Repeat all entries exactly.
### EXTRACTED RECORDS
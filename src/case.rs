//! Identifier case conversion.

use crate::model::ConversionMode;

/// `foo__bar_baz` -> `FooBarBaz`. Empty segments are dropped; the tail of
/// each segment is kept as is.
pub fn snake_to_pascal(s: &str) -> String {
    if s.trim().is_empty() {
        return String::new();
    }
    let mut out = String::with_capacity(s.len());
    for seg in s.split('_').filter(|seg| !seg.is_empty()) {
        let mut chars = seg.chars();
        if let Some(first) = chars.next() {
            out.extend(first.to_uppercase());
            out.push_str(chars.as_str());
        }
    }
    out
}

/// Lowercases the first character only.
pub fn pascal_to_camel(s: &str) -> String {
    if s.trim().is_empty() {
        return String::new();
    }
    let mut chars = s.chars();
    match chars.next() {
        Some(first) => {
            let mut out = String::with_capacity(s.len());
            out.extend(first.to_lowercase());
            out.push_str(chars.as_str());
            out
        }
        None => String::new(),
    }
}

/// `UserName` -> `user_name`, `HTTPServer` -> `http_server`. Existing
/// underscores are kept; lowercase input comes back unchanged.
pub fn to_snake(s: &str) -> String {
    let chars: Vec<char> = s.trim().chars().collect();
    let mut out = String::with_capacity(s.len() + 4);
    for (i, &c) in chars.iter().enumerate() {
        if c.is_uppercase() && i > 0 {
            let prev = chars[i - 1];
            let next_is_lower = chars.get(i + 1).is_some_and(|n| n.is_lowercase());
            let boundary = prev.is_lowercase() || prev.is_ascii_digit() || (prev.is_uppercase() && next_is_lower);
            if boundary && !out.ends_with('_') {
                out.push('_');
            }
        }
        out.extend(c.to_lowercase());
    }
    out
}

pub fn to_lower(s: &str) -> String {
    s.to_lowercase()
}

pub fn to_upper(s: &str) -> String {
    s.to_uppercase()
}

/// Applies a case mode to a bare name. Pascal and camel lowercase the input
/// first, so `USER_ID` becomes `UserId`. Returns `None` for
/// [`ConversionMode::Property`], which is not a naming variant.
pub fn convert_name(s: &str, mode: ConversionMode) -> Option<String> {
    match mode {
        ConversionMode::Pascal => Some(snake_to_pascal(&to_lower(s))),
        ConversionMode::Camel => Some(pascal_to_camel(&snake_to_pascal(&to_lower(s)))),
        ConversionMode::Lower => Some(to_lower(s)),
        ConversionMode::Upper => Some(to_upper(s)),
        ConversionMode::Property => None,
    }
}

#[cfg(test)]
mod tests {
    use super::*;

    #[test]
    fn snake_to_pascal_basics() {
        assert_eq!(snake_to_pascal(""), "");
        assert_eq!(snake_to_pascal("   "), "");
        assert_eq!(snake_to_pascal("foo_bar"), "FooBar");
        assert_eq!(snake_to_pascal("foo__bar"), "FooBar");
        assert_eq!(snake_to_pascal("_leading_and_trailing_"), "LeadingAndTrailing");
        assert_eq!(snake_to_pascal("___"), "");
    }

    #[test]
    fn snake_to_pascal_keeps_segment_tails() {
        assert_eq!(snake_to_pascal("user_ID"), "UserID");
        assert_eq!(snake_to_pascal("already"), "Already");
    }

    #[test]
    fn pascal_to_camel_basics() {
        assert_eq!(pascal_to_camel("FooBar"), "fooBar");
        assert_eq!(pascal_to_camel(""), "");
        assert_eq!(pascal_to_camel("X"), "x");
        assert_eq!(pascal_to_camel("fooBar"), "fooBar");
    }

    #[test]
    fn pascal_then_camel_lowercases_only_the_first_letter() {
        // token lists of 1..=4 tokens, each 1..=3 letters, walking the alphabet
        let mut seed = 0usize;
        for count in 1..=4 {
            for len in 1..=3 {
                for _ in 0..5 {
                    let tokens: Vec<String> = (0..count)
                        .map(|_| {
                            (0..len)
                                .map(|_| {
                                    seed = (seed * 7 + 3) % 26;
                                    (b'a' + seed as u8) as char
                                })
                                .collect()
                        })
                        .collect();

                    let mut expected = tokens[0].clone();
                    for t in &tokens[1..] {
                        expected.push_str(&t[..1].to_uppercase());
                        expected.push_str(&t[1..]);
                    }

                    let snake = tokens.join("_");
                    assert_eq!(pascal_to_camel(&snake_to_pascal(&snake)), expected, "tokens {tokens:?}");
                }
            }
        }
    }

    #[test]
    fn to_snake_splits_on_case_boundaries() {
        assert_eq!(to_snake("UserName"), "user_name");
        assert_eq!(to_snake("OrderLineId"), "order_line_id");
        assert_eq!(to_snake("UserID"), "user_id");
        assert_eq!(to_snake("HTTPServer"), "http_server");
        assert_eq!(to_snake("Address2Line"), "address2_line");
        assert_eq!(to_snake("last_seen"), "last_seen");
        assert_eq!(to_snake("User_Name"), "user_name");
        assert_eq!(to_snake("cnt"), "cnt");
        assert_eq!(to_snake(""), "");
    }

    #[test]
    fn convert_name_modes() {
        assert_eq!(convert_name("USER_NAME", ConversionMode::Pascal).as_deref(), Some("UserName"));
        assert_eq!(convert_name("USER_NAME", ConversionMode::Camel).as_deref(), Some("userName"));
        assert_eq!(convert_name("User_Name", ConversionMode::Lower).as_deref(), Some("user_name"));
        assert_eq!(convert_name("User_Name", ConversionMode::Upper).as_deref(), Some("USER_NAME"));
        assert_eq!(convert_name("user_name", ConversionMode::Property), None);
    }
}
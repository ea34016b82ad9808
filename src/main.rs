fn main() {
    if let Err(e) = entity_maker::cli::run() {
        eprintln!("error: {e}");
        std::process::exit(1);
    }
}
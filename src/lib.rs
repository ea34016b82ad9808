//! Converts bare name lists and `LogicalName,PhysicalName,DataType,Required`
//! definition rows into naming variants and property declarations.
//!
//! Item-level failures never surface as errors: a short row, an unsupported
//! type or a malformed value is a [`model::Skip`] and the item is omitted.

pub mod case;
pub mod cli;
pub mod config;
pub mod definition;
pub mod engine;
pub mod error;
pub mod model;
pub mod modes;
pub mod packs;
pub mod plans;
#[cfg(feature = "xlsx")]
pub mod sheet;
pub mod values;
######
#### [YOUR RESPONSE]
filename src/case.rs
//! Identifier case conversion.

use crate::model::ConversionMode;

/// `foo__bar_baz` -> `FooBarBaz`. Empty segments are dropped; the tail of
/// each segment is kept as is.
pub fn snake_to_pascal(s: &str) -> String {
    if s.trim().is_empty() {
        return String::new();
    }
    let mut out = String::with_capacity(s.len());
    for seg in s.split('_').filter(|seg| !seg.is_empty()) {
        let mut chars = seg.chars();
        if let Some(first) = chars.next() {
            out.extend(first.to_uppercase());
            out.push_str(chars.as_str());
        }
    }
    out
}

/// Lowercases the first character only.
pub fn pascal_to_camel(s: &str) -> String {
    if s.trim().is_empty() {
        return String::new();
    }
    let mut chars = s.chars();
    match chars.next() {
        Some(first) => {
            let mut out = String::with_capacity(s.len());
            out.extend(first.to_lowercase());
            out.push_str(chars.as_str());
            out
        }
        None => String::new(),
    }
}

/// `UserName` -> `user_name`, `HTTPServer` -> `http_server`. Existing
/// underscores are kept; lowercase input comes back unchanged.
pub fn to_snake(s: &str) -> String {
    let chars: Vec<char> = s.trim().chars().collect();
    let mut out = String::with_capacity(s.len() + 4);
    for (i, &c) in chars.iter().enumerate() {
        if c.is_uppercase() && i > 0 {
            let prev = chars[i - 1];
            let next_is_lower = chars.get(i + 1).is_some_and(|n| n.is_lowercase());
            let boundary = prev.is_lowercase() || prev.is_ascii_digit() || (prev.is_uppercase() && next_is_lower);
            if boundary && !out.ends_with('_') {
                out.push('_');
            }
        }
        out.extend(c.to_lowercase());
    }
    out
}

pub fn to_lower(s: &str) -> String {
    s.to_lowercase()
}

pub fn to_upper(s: &str) -> String {
    s.to_uppercase()
}

/// Applies a case mode to a bare name. Pascal and camel lowercase the input
/// first, so `USER_ID` becomes `UserId`. Returns `None` for
/// [`ConversionMode::Property`], which is not a naming variant.
pub fn convert_name(s: &str, mode: ConversionMode) -> Option<String> {
    match mode {
        ConversionMode::Pascal => Some(snake_to_pascal(&to_lower(s))),
        ConversionMode::Camel => Some(pascal_to_camel(&snake_to_pascal(&to_lower(s)))),
        ConversionMode::Lower => Some(to_lower(s)),
        ConversionMode::Upper => Some(to_upper(s)),
        ConversionMode::Property => None,
    }
}

#[cfg(test)]
mod tests {
    use super::*;

    #[test]
    fn snake_to_pascal_basics() {
        assert_eq!(snake_to_pascal(""), "");
        assert_eq!(snake_to_pascal("   "), "");
        assert_eq!(snake_to_pascal("foo_bar"), "FooBar");
        assert_eq!(snake_to_pascal("foo__bar"), "FooBar");
        assert_eq!(snake_to_pascal("_leading_and_trailing_"), "LeadingAndTrailing");
        assert_eq!(snake_to_pascal("___"), "");
    }

    #[test]
    fn snake_to_pascal_keeps_segment_tails() {
        assert_eq!(snake_to_pascal("user_ID"), "UserID");
        assert_eq!(snake_to_pascal("already"), "Already");
    }

    #[test]
    fn pascal_to_camel_basics() {
        assert_eq!(pascal_to_camel("FooBar"), "fooBar");
        assert_eq!(pascal_to_camel(""), "");
        assert_eq!(pascal_to_camel("X"), "x");
        assert_eq!(pascal_to_camel("fooBar"), "fooBar");
    }

    #[test]
    fn pascal_then_camel_lowercases_only_the_first_letter() {
        // token lists of 1..=4 tokens, each 1..=3 letters, walking the alphabet
        let mut seed = 0usize;
        for count in 1..=4 {
            for len in 1..=3 {
                for _ in 0..5 {
                    let tokens: Vec<String> = (0..count)
                        .map(|_| {
                            (0..len)
                                .map(|_| {
                                    seed = (seed * 7 + 3) % 26;
                                    (b'a' + seed as u8) as char
                                })
                                .collect()
                        })
                        .collect();

                    let mut expected = tokens[0].clone();
                    for t in &tokens[1..] {
                        expected.push_str(&t[..1].to_uppercase());
                        expected.push_str(&t[1..]);
                    }

                    let snake = tokens.join("_");
                    assert_eq!(pascal_to_camel(&snake_to_pascal(&snake)), expected, "tokens {tokens:?}");
                }
            }
        }
    }

    #[test]
    fn to_snake_splits_on_case_boundaries() {
        assert_eq!(to_snake("UserName"), "user_name");
        assert_eq!(to_snake("OrderLineId"), "order_line_id");
        assert_eq!(to_snake("UserID"), "user_id");
        assert_eq!(to_snake("HTTPServer"), "http_server");
        assert_eq!(to_snake("Address2Line"), "address2_line");
        assert_eq!(to_snake("last_seen"), "last_seen");
        assert_eq!(to_snake("User_Name"), "user_name");
        assert_eq!(to_snake("cnt"), "cnt");
        assert_eq!(to_snake(""), "");
    }

    #[test]
    fn convert_name_modes() {
        assert_eq!(convert_name("USER_NAME", ConversionMode::Pascal).as_deref(), Some("UserName"));
        assert_eq!(convert_name("USER_NAME", ConversionMode::Camel).as_deref(), Some("userName"));
        assert_eq!(convert_name("User_Name", ConversionMode::Lower).as_deref(), Some("user_name"));
        assert_eq!(convert_name("User_Name", ConversionMode::Upper).as_deref(), Some("USER_NAME"));
        assert_eq!(convert_name("user_name", ConversionMode::Property), None);
    }
}
repository ea34016b82ad9808
filename src/main.rs
fn main() {
    if let Err(e) = entity_maker::cli::run() {
        eprintln!("error: {e}");
        std::process::exit(1);
    }
}
filename src/lib.rs
repository ea34016b82ad9808
//! Converts bare name lists and `LogicalName,PhysicalName,DataType,Required`
//! definition rows into naming variants and property declarations.
//!
//! Item-level failures never surface as errors: a short row, an unsupported
//! type or a malformed value is a [`model::Skip`] and the item is omitted.

pub mod case;
pub mod cli;
pub mod config;
pub mod definition;
pub mod engine;
pub mod error;
pub mod model;
pub mod modes;
pub mod packs;
pub mod plans;
#[cfg(feature = "xlsx")]
pub mod sheet;
pub mod values;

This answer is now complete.